MicroRNA-128/homeobox B8 axis regulates ovarian cancer cell progression.

Abstract

MicroRNA-128 (miR-128) has been found to be dysregulated and might function as a tumour suppressor in various cancers, including ovarian cancer. However, the underlying mechanism of miR-128 in ovarian cancer has not been fully understood. The miR-128 and homeobox B8 (HOXB8) levels in clinical samples and cultured cell lines were measured using qRT-PCR and/or Western blot analysis. Cell proliferation was assessed using Cell Counting Kit-8 assay. Cell apoptosis was determined using flow cytometry. The association between miR-128 and HOXB8 was confirmed using dual-luciferase reporter assay.
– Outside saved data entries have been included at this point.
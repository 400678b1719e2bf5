//! Code style scoring.
//!
//! Checks the submission's source files of one language and scores the share of files without
//! any violation. No files to check is a full score.

use crate::error::ScorerError;
use crate::message::{Message, Param};
use crate::result::{ScorerFailure, Verdict};
use crate::scorers::percent;
use crate::traits::scorer::Scorer;
use crate::traits::style_checker::{FileViolations, StyleChecker};
use async_trait::async_trait;
use std::path::{Path, PathBuf};
use tracing::debug;
use util::languages::{Language, LanguageExt};
use util::paths::{dirtree, to_slash};

type SkipFn = Box<dyn Fn(&Path) -> bool + Send + Sync>;

/// Where the candidate files come from.
enum Targets {
    Listed(Vec<PathBuf>),
    /// Every file under `root`, minus the relative paths in `ignore`. Listed at evaluation.
    HandinDir { root: PathBuf, ignore: Vec<String> },
}

pub struct CodeStyleScorer {
    targets: Targets,
    language: Language,
    checker: Box<dyn StyleChecker>,
    skip: Option<SkipFn>,
}

fn violation_lines(file: &FileViolations) -> String {
    file.violations
        .iter()
        .map(|v| {
            let mut line = format!("{}:{}: {} {}", v.line, v.column, v.code, v.text);
            if let Some(source) = &v.source_line {
                line.push_str("\n    ");
                line.push_str(source.trim_end());
            }
            line
        })
        .collect::<Vec<_>>()
        .join("\n")
}

impl CodeStyleScorer {
    pub fn new<C: StyleChecker + 'static>(
        files: Vec<PathBuf>,
        language: Language,
        checker: C,
    ) -> Self {
        Self {
            targets: Targets::Listed(files),
            language,
            checker: Box::new(checker),
            skip: None,
        }
    }

    /// Check every `language` file under `root` except the relative paths in `ignore`
    /// (for example the harness's own driver script).
    pub fn from_handin_dir<C, I, S>(
        root: impl Into<PathBuf>,
        language: Language,
        checker: C,
        ignore: I,
    ) -> Self
    where
        C: StyleChecker + 'static,
        I: IntoIterator<Item = S>,
        S: Into<String>,
    {
        Self {
            targets: Targets::HandinDir {
                root: root.into(),
                ignore: ignore.into_iter().map(Into::into).collect(),
            },
            language,
            checker: Box::new(checker),
            skip: None,
        }
    }

    /// Exclude files for which `skip` returns true.
    pub fn with_skip<F>(mut self, skip: F) -> Self
    where
        F: Fn(&Path) -> bool + Send + Sync + 'static,
    {
        self.skip = Some(Box::new(skip));
        self
    }

    fn candidates(&self) -> Result<Vec<PathBuf>, ScorerFailure> {
        let files = match &self.targets {
            Targets::Listed(files) => files.clone(),
            Targets::HandinDir { root, ignore } => dirtree(root)
                .map_err(|e| {
                    ScorerFailure::new("Submission directory could not be read.").with_detail(
                        Message::new("{path}: {reason}")
                            .with("path", root.display().to_string())
                            .with("reason", e.to_string()),
                    )
                })?
                .into_iter()
                .filter(|rel| !ignore.iter().any(|i| *i == to_slash(rel)))
                .map(|rel| root.join(rel))
                .collect(),
        };

        Ok(files
            .into_iter()
            .filter(|p| self.language.is_source_file(p))
            .filter(|p| !self.skip.as_ref().is_some_and(|skip| skip(p.as_path())))
            .collect())
    }

    fn display(&self, path: &Path) -> String {
        match &self.targets {
            Targets::HandinDir { root, .. } => to_slash(path.strip_prefix(root).unwrap_or(path)),
            Targets::Listed(_) => to_slash(path),
        }
    }
}

#[async_trait]
impl Scorer for CodeStyleScorer {
    fn name(&self) -> &str {
        "CodeStyle Scorer"
    }

    async fn evaluate(&mut self) -> Result<Verdict, ScorerError> {
        let files = self.candidates()?;
        let total = files.len();
        if total == 0 {
            debug!("No files to style-check");
            return Ok(Verdict::new(
                100.0,
                Message::new("All files passed the code style check"),
                Vec::new(),
            ));
        }

        let report = self.checker.check_files(&files).await?;
        let trouble = report.count_trouble_files();
        let score = percent(total - trouble, total, 100.0);
        debug!(
            "{} of {} files have style violations ({} total)",
            trouble,
            total,
            report.total_violations()
        );

        let brief = if trouble == 0 {
            Message::new("All files passed the code style check")
        } else {
            Message::new("{rate}% files ({trouble} out of {total}) did not pass the code style check")
                .with("rate", Param::Float(100.0 - score))
                .with("trouble", trouble)
                .with("total", total)
        };

        let detail = report
            .files
            .iter()
            .filter(|f| !f.is_clean())
            .map(|f| {
                Message::new("{file}\n{violations}")
                    .with("file", self.display(&f.path))
                    .with("violations", violation_lines(f))
            })
            .collect();

        Ok(Verdict::new(score, brief, detail))
    }
}

#[cfg(test)]
mod tests {
    use super::*;
    use crate::style::line_rules::LineRules;
    use crate::traits::style_checker::{StyleReport, Violation};
    use util::test_helpers::setup_handin_dir;

    /// Flags every file whose name starts with `bad`.
    struct NameChecker;

    #[async_trait]
    impl StyleChecker for NameChecker {
        async fn check_files(&self, files: &[PathBuf]) -> Result<StyleReport, ScorerError> {
            let found = files
                .iter()
                .filter(|p| {
                    p.file_name()
                        .and_then(|n| n.to_str())
                        .is_some_and(|n| n.starts_with("bad"))
                })
                .map(|p| {
                    (
                        p.clone(),
                        Violation {
                            line: 1,
                            column: 1,
                            code: "E000".into(),
                            text: "bad name".into(),
                            source_line: None,
                        },
                    )
                })
                .collect();
            Ok(StyleReport::group(files, found))
        }
    }

    #[tokio::test]
    async fn test_five_files_one_in_trouble() {
        let files = ["a.py", "b.py", "c.py", "d.py", "bad.py"]
            .iter()
            .map(PathBuf::from)
            .collect();
        let mut scorer = CodeStyleScorer::new(files, Language::Python, NameChecker);
        let verdict = scorer.evaluate().await.unwrap();
        assert!((verdict.score - 80.0).abs() < 1e-9);
        assert_eq!(
            verdict.brief.render(),
            "20.00% files (1 out of 5) did not pass the code style check"
        );
        assert_eq!(verdict.detail.len(), 1);
        assert_eq!(verdict.detail[0].render(), "bad.py\n1:1: E000 bad name");
    }

    #[tokio::test]
    async fn test_no_files_is_full_score() {
        let files = vec![PathBuf::from("README.md")];
        let mut scorer = CodeStyleScorer::new(files, Language::Python, NameChecker);
        let verdict = scorer.evaluate().await.unwrap();
        assert_eq!(verdict.score, 100.0);
        assert_eq!(verdict.brief.render(), "All files passed the code style check");
    }

    #[tokio::test]
    async fn test_skip_predicate() {
        let files = vec![PathBuf::from("run.py"), PathBuf::from("bad.py")];
        let mut scorer = CodeStyleScorer::new(files, Language::Python, NameChecker)
            .with_skip(|p| p.starts_with("bad.py"));
        let verdict = scorer.evaluate().await.unwrap();
        assert_eq!(verdict.score, 100.0);
    }

    #[tokio::test]
    async fn test_from_handin_dir_with_line_rules() {
        let dir = setup_handin_dir(&[
            ("run.py", "x = 1   \n"),
            ("myfunc.py", "def f():\n    return 1\n"),
            ("pkg/util.py", "y = 2"),
            ("notes.txt", "not python  \n"),
        ]);
        let mut scorer = CodeStyleScorer::from_handin_dir(
            dir.path(),
            Language::Python,
            LineRules::new(),
            ["run.py"],
        );
        let verdict = scorer.evaluate().await.unwrap();
        assert!((verdict.score - 50.0).abs() < 1e-9);
        assert_eq!(verdict.detail.len(), 1);
        assert!(verdict.detail[0].render().starts_with("pkg/util.py\n1:6: W292"));
    }

    #[tokio::test]
    async fn test_missing_handin_dir_is_failure() {
        let mut scorer = CodeStyleScorer::from_handin_dir(
            "/definitely/not/here/4711",
            Language::Python,
            LineRules::new(),
            Vec::<String>::new(),
        );
        assert!(matches!(
            scorer.evaluate().await,
            Err(ScorerError::Failure(_))
        ));
    }
}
Results showed that decreased miR-128 expression and increased HOXB8 expression were observed in ovarian cancer tissues and cell lines. Transfection with miR-128 mimics suppressed the cell proliferation and enhanced paclitaxel sensitivity in ovarian cancer cell lines. miR-128 directly targeted HOXB8 in ovarian cancer cell lines. Knockdown of HOXB8 abolished the effects of miR-128 inhibitor on ovarian cancer cell proliferation and paclitaxel sensitivity. Summarily, miR-128 displayed a tumour suppressor role in ovarian cancer via targeting HOXB8. It is supposed that miR-128 might be effective for targeting therapy for ovarian cancer.